### Data for processing
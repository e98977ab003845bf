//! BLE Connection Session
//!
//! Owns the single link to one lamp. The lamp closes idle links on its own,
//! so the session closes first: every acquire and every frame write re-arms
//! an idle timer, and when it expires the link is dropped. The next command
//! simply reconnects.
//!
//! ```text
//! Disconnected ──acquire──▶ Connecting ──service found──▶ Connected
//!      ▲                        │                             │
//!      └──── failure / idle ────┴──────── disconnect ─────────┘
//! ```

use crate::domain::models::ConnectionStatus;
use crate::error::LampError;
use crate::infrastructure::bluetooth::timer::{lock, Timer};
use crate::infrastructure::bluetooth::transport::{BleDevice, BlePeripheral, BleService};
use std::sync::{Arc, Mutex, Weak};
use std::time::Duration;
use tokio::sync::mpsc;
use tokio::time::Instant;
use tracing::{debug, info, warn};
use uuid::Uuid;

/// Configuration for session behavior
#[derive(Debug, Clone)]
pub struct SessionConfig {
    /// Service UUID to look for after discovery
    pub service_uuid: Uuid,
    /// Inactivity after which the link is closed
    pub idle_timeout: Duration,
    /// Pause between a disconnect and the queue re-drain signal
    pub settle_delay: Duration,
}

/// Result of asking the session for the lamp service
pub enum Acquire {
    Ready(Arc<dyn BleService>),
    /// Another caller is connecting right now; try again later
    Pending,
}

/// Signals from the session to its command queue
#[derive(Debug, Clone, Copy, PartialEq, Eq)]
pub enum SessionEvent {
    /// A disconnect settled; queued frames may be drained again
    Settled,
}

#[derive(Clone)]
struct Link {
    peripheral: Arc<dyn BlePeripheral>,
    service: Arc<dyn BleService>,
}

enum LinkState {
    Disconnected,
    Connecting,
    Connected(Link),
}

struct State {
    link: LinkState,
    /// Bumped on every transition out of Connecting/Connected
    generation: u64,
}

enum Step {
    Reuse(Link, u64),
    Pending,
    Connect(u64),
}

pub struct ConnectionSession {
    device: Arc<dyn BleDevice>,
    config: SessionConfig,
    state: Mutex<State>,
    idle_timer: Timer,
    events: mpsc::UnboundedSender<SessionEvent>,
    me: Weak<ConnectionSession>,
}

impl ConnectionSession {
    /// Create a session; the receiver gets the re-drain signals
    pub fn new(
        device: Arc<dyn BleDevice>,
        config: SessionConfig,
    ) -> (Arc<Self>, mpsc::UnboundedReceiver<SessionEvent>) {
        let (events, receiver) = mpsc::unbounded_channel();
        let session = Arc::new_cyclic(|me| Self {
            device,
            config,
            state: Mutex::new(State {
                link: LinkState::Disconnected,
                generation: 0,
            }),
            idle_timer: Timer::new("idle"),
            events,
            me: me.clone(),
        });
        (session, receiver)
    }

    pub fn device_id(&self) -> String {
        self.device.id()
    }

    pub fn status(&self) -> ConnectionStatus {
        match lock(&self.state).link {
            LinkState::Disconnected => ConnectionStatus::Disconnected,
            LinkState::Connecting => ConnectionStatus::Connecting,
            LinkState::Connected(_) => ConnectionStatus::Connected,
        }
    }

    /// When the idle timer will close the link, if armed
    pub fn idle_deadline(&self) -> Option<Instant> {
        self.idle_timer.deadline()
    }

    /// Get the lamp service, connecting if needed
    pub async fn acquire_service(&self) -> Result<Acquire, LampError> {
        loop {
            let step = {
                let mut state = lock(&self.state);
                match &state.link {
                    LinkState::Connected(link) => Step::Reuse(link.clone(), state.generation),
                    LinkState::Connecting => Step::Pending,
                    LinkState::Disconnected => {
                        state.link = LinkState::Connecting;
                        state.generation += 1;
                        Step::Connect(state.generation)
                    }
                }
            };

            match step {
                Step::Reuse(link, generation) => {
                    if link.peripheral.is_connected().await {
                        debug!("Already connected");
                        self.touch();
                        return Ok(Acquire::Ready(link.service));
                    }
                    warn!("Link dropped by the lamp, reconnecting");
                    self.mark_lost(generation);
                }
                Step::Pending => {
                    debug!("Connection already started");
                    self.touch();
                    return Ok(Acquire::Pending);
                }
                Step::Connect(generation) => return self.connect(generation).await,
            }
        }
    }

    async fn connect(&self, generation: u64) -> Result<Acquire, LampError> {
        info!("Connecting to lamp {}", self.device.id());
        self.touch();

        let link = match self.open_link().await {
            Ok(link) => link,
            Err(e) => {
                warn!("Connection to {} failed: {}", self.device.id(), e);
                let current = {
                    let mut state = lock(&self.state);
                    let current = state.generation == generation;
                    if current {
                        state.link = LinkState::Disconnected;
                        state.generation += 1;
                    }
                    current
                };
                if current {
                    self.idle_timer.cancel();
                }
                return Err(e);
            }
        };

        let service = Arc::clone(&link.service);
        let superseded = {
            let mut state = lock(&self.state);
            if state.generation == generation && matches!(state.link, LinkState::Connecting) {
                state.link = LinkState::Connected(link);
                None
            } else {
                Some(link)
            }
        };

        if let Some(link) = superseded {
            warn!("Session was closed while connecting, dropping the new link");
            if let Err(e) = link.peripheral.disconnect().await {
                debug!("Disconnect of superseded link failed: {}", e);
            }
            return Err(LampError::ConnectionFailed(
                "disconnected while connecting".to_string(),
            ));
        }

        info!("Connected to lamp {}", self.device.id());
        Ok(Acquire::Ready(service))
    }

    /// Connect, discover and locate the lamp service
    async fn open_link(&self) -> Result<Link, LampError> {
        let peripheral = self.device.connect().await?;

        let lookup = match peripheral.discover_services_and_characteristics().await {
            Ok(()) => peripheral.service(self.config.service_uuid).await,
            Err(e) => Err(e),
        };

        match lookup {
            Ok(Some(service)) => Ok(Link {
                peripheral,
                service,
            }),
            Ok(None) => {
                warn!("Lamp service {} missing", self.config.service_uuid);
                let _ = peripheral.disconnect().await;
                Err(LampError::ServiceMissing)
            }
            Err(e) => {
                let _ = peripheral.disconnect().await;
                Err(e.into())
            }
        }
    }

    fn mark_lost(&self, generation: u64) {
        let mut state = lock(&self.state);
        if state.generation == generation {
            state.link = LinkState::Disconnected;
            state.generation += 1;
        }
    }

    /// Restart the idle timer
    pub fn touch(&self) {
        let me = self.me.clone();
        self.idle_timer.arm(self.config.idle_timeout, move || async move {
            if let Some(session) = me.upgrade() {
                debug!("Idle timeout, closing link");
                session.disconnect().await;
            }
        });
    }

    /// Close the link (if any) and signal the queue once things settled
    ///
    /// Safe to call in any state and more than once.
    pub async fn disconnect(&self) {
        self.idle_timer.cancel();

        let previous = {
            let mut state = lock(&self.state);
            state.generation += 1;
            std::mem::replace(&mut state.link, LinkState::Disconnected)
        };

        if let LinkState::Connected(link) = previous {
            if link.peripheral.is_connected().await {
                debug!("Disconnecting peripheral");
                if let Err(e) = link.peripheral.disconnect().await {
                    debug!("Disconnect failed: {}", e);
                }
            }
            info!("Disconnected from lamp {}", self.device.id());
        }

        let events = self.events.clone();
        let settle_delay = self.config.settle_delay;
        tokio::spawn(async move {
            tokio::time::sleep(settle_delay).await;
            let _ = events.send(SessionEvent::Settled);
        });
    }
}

---

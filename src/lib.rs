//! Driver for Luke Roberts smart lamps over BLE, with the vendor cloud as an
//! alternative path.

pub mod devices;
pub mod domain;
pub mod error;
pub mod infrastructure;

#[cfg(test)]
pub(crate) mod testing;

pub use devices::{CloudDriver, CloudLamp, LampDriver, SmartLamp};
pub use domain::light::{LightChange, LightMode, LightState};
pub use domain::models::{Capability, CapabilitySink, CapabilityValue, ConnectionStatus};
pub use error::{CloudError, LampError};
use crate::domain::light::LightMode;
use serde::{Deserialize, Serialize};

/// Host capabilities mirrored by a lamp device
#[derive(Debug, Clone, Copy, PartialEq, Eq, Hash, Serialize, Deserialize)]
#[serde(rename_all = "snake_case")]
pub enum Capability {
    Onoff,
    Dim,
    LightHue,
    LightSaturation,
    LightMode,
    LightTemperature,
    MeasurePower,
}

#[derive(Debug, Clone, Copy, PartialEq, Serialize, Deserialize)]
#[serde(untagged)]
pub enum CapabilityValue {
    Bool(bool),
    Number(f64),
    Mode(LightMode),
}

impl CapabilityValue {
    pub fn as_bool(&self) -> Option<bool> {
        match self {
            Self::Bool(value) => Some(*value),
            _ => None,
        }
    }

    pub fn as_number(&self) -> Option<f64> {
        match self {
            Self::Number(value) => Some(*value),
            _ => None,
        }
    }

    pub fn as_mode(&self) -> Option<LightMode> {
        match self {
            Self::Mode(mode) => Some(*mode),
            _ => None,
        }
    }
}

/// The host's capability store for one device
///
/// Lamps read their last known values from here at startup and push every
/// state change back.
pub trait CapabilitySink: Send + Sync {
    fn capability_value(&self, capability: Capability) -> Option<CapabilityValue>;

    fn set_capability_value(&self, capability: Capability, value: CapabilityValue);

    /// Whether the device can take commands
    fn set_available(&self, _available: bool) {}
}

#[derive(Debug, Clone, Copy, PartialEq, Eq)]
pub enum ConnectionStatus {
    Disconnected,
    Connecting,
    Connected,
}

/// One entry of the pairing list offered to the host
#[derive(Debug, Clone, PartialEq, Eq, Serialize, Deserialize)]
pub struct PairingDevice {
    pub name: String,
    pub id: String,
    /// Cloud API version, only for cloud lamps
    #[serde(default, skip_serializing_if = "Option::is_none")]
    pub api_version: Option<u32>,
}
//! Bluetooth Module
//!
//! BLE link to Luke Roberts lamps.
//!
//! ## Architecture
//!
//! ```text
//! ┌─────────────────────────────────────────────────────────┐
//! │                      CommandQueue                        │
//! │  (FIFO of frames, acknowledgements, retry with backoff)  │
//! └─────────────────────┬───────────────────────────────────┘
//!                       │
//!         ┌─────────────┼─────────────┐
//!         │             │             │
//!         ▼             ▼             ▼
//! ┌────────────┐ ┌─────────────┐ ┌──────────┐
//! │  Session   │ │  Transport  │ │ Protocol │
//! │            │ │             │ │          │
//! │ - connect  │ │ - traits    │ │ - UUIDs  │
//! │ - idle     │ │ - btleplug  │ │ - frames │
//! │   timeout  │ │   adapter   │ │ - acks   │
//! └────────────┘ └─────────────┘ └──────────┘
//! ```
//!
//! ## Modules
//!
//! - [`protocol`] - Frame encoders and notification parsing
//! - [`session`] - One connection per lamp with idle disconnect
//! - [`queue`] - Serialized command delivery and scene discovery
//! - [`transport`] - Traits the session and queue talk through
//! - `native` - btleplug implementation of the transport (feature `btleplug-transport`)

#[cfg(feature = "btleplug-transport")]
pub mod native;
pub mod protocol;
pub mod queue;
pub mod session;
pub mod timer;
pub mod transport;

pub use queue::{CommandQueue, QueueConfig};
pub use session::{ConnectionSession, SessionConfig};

### Goal of the exercise
Tell how many lines above contain the word "mpsc". Give the number alone.

### Solution below
4